And she went up and down the glass cases, like a dog sniffing for a hidden treat, and then she gasped and held a hand to her face. "Oh, there they are. Just like that fool said. Right here. Oh, look at that, will you."
Hendricks looked over at me. "Here they are. In a display case for Native American artifacts. Like he was making one last joke. Hunh. I guess the laugh is on him again, right?"
I said nothing.
She raised her pistol. "Well, time to use this again."
Chapter Twenty-One
She turned the pistol around in her hand, and brought the base of the grip down on the glass case. The case shuddered. She brought the pistol up again, and down again, harder, and the glass top shattered.
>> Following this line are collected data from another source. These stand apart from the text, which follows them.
//! The six faces of a cube sphere and the mapping between 3D points and face space.
//!
//! Face space is `[0, 1]` on both axes, `(0.5, 0.5)` being the middle of the face.

use glam::DVec2;
use glam::DVec3;

use crate::color::Color;

#[derive(Debug, Clone, Copy, PartialEq, Eq, Hash)]
pub enum Face {
    /// +x
    Right,
    /// +y
    Top,
    /// +z
    Back,
    /// -x
    Left,
    /// -y
    Bottom,
    /// -z
    Front,
}

#[derive(Debug, Clone, Copy)]
enum Axis {
    X = 0,
    Y = 1,
    Z = 2,
}

/// Which input axes become `u` and `v` (with their sign), and which axis is the depth axis
/// perpendicular to the face.
#[derive(Debug, Clone, Copy)]
struct Swizzle {
    u: (Axis, f64),
    v: (Axis, f64),
    depth: (Axis, f64),
}

const fn swizzle(u: (Axis, f64), v: (Axis, f64), depth: (Axis, f64)) -> Swizzle {
    Swizzle { u, v, depth }
}

/// Indexed by `Face as usize`.
const SWIZZLES: [Swizzle; 6] = [
    swizzle((Axis::Y, 1.0), (Axis::Z, 1.0), (Axis::X, 1.0)),
    swizzle((Axis::X, -1.0), (Axis::Z, 1.0), (Axis::Y, 1.0)),
    swizzle((Axis::Y, 1.0), (Axis::X, -1.0), (Axis::Z, 1.0)),
    swizzle((Axis::Y, -1.0), (Axis::Z, 1.0), (Axis::X, -1.0)),
    swizzle((Axis::X, 1.0), (Axis::Z, 1.0), (Axis::Y, -1.0)),
    swizzle((Axis::Y, 1.0), (Axis::X, 1.0), (Axis::Z, -1.0)),
];

impl Face {
    pub const ALL: [Face; 6] = [
        Face::Right,
        Face::Top,
        Face::Back,
        Face::Left,
        Face::Bottom,
        Face::Front,
    ];

    fn swizzle(self) -> &'static Swizzle {
        &SWIZZLES[self as usize]
    }

    /// Outward unit normal.
    pub fn normal(self) -> DVec3 {
        let (axis, sign) = self.swizzle().depth;
        let mut n = DVec3::ZERO;
        n[axis as usize] = sign;
        n
    }

    /// Debug colour of the face.
    pub fn color(self) -> Color {
        match self {
            Face::Back => Color::WHITE,
            Face::Right => Color::rgb(1.0, 0.0, 1.0),
            Face::Left => Color::rgb(0.0, 1.0, 0.0),
            Face::Top => Color::rgb(0.0, 0.0, 1.0),
            Face::Bottom => Color::rgb(1.0, 0.0, 0.0),
            Face::Front => Color::rgb(0.0, 1.0, 1.0),
        }
    }

    /// Project `p` onto this face's plane through the cube's center.
    ///
    /// Divides the two in-plane components by the magnitude of the depth component. Points
    /// inside the face's frustum land in `[0, 1]`, others land outside it. The result is not
    /// clamped. Returns `None` if the depth component is zero or anything is non-finite.
    pub fn project(self, p: DVec3) -> Option<DVec2> {
        let s = self.swizzle();
        let d = p[s.depth.0 as usize].abs();

        if d == 0f64 || !d.is_finite() {
            return None;
        }

        let a = s.u.1 * p[s.u.0 as usize];
        let b = s.v.1 * p[s.v.0 as usize];

        let uv = (DVec2::new(a, b) / d + 1f64) * 0.5;

        uv.is_finite().then_some(uv)
    }

    /// Inverse of [`Face::project`] onto the surface of the cube `[-1, 1]^3`.
    pub fn cube_point(self, uv: DVec2) -> DVec3 {
        let s = self.swizzle();
        let st = uv * 2f64 - 1f64;

        let mut p = DVec3::ZERO;
        p[s.depth.0 as usize] = s.depth.1;
        p[s.u.0 as usize] = s.u.1 * st.x;
        p[s.v.0 as usize] = s.v.1 * st.y;
        p
    }

    /// [`Face::cube_point`] pushed out onto the sphere of the given radius.
    pub fn sphere_point(self, uv: DVec2, radius: f64) -> DVec3 {
        self.cube_point(uv).normalize() * radius
    }

    /// Whether `dir` points into this face's half of space.
    pub fn facing(self, dir: DVec3) -> bool {
        let (axis, sign) = self.swizzle().depth;

        dir[axis as usize] * sign > 0f64
    }

    /// The face a direction from the cube's center exits through. Ties are broken x before y
    /// before z. `None` for a zero or non-finite direction.
    pub fn dominant(dir: DVec3) -> Option<Face> {
        if !dir.is_finite() || dir == DVec3::ZERO {
            return None;
        }

        let a = dir.abs();

        let face = if a.x >= a.y && a.x >= a.z {
            if dir.x > 0f64 { Face::Right } else { Face::Left }
        } else if a.y >= a.z {
            if dir.y > 0f64 { Face::Top } else { Face::Bottom }
        } else if dir.z > 0f64 {
            Face::Back
        } else {
            Face::Front
        };

        Some(face)
    }
}

#[cfg(test)]
mod test {
    use glam::DVec2;
    use glam::DVec3;

    use super::Face;

    fn close(a: DVec2, b: DVec2) -> bool {
        (a - b).length() < 1e-12
    }

    #[test]
    fn face_center_projects_to_middle() {
        for face in Face::ALL {
            let uv = face.project(face.normal()).unwrap();

            assert_eq!(uv, DVec2::new(0.5, 0.5), "face {face:?}");
        }
    }

    #[test]
    fn scaled_points_project_the_same() {
        for face in Face::ALL {
            let p = face.cube_point(DVec2::new(0.2, 0.7));

            assert!(close(face.project(p * 5.0).unwrap(), DVec2::new(0.2, 0.7)));
        }
    }

    #[test]
    fn cube_point_round_trip() {
        let uvs = [
            DVec2::new(0.0, 0.0),
            DVec2::new(0.25, 0.75),
            DVec2::new(0.9, 0.1),
            DVec2::new(1.0, 1.0),
        ];

        for face in Face::ALL {
            for uv in uvs {
                let p = face.cube_point(uv);

                assert!(close(face.project(p).unwrap(), uv), "face {face:?} uv {uv}");
                assert_eq!(Face::dominant(face.normal()), Some(face));
            }
        }
    }

    #[test]
    fn right_face_matches_swizzle() {
        // u = y / |x|, v = z / |x|
        let uv = Face::Right.project(DVec3::new(2.0, 1.0, -1.0)).unwrap();

        assert_eq!(uv, DVec2::new(0.75, 0.25));
    }

    #[test]
    fn back_face_flips_x() {
        // u = y / |z|, v = -x / |z|
        let uv = Face::Back.project(DVec3::new(1.0, 0.0, 2.0)).unwrap();

        assert_eq!(uv, DVec2::new(0.5, 0.25));
    }

    #[test]
    fn parallel_direction_has_no_projection() {
        assert_eq!(Face::Right.project(DVec3::new(0.0, 1.0, 1.0)), None);
        assert_eq!(Face::Top.project(DVec3::new(1.0, f64::NAN, 0.0)), None);
    }

    #[test]
    fn faces_are_distinct() {
        let p = DVec3::new(0.3, -0.4, 0.5);
        let mut seen = Vec::new();

        for face in Face::ALL {
            let n = face.normal();
            assert!(!seen.contains(&n));
            seen.push(n);

            assert_eq!(face.facing(p), n.dot(p) > 0.0);
        }
    }

    #[test]
    fn dominant_breaks_ties_towards_x() {
        assert_eq!(Face::dominant(DVec3::new(1.0, 1.0, 1.0)), Some(Face::Right));
        assert_eq!(Face::dominant(DVec3::new(0.0, -1.0, 1.0)), Some(Face::Bottom));
        assert_eq!(Face::dominant(DVec3::new(0.0, 0.0, -0.1)), Some(Face::Front));
        assert_eq!(Face::dominant(DVec3::ZERO), None);
    }

    #[test]
    fn sphere_point_has_radius() {
        for face in Face::ALL {
            let p = face.sphere_point(DVec2::new(0.1, 0.8), 3.0);

            assert!((p.length() - 3.0).abs() < 1e-12);
        }
    }
}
I said, "Is that the approved way of excavating a site? Breaking your way through?"
She peered into the display case. "Why? Were you hiding a key or something?"
"No, I wasn't."
Hendricks reached in with her free hand and then said, "Ouch!" and drew her hand out. "Cut myself on the glass. Damn it!"
She shook her hand and said, "Come on. Make yourself useful. Get over here and get this stuff out of the case."
I looked around me, at the paltry little collection of display cases, of the history that they were preserving for the future, and I thought I was in the presence of an ancient Goth or Vandal, working her way through the streets of Rome, shattering and destroying anything she didn't want or need. I limped over and she backed away, pistol still in my direction, and then I had my first glance at what Jon had been fighting to find, all these years, and which caused his death and so much heartache.
Among the broken glass and a leather belt with beadwork and a collection of stone arrowheads and some pottery shards were four coins, lined right up in a neat row. Behind the coins were three little statues, maybe three or four inches tall, carved from stone and showing faces that were bearded and definitely not Indian. To one side of the statuettes was a round stone that I remembered was used as a grinding stone, and to the other side was a rusty triangle of metal. Despite all that had gone on and what was about to go on, I felt so proud of Jon. Good job, my friend, I thought. You really did it. Good job.
"Stop wasting my time," she said. "Get in there and get them out." I gingerly reached into the top of the broken display case, picked up each metal coin and laid them down on an adjacent glass case with its top still unbroken. Hendricks looked down and examined each one of them with a close eye, looking through her glasses. "Hmmm. Without a doubt. Norse coins, at least a thousand years old."
Next came each little statue, which I stood up next to the coins.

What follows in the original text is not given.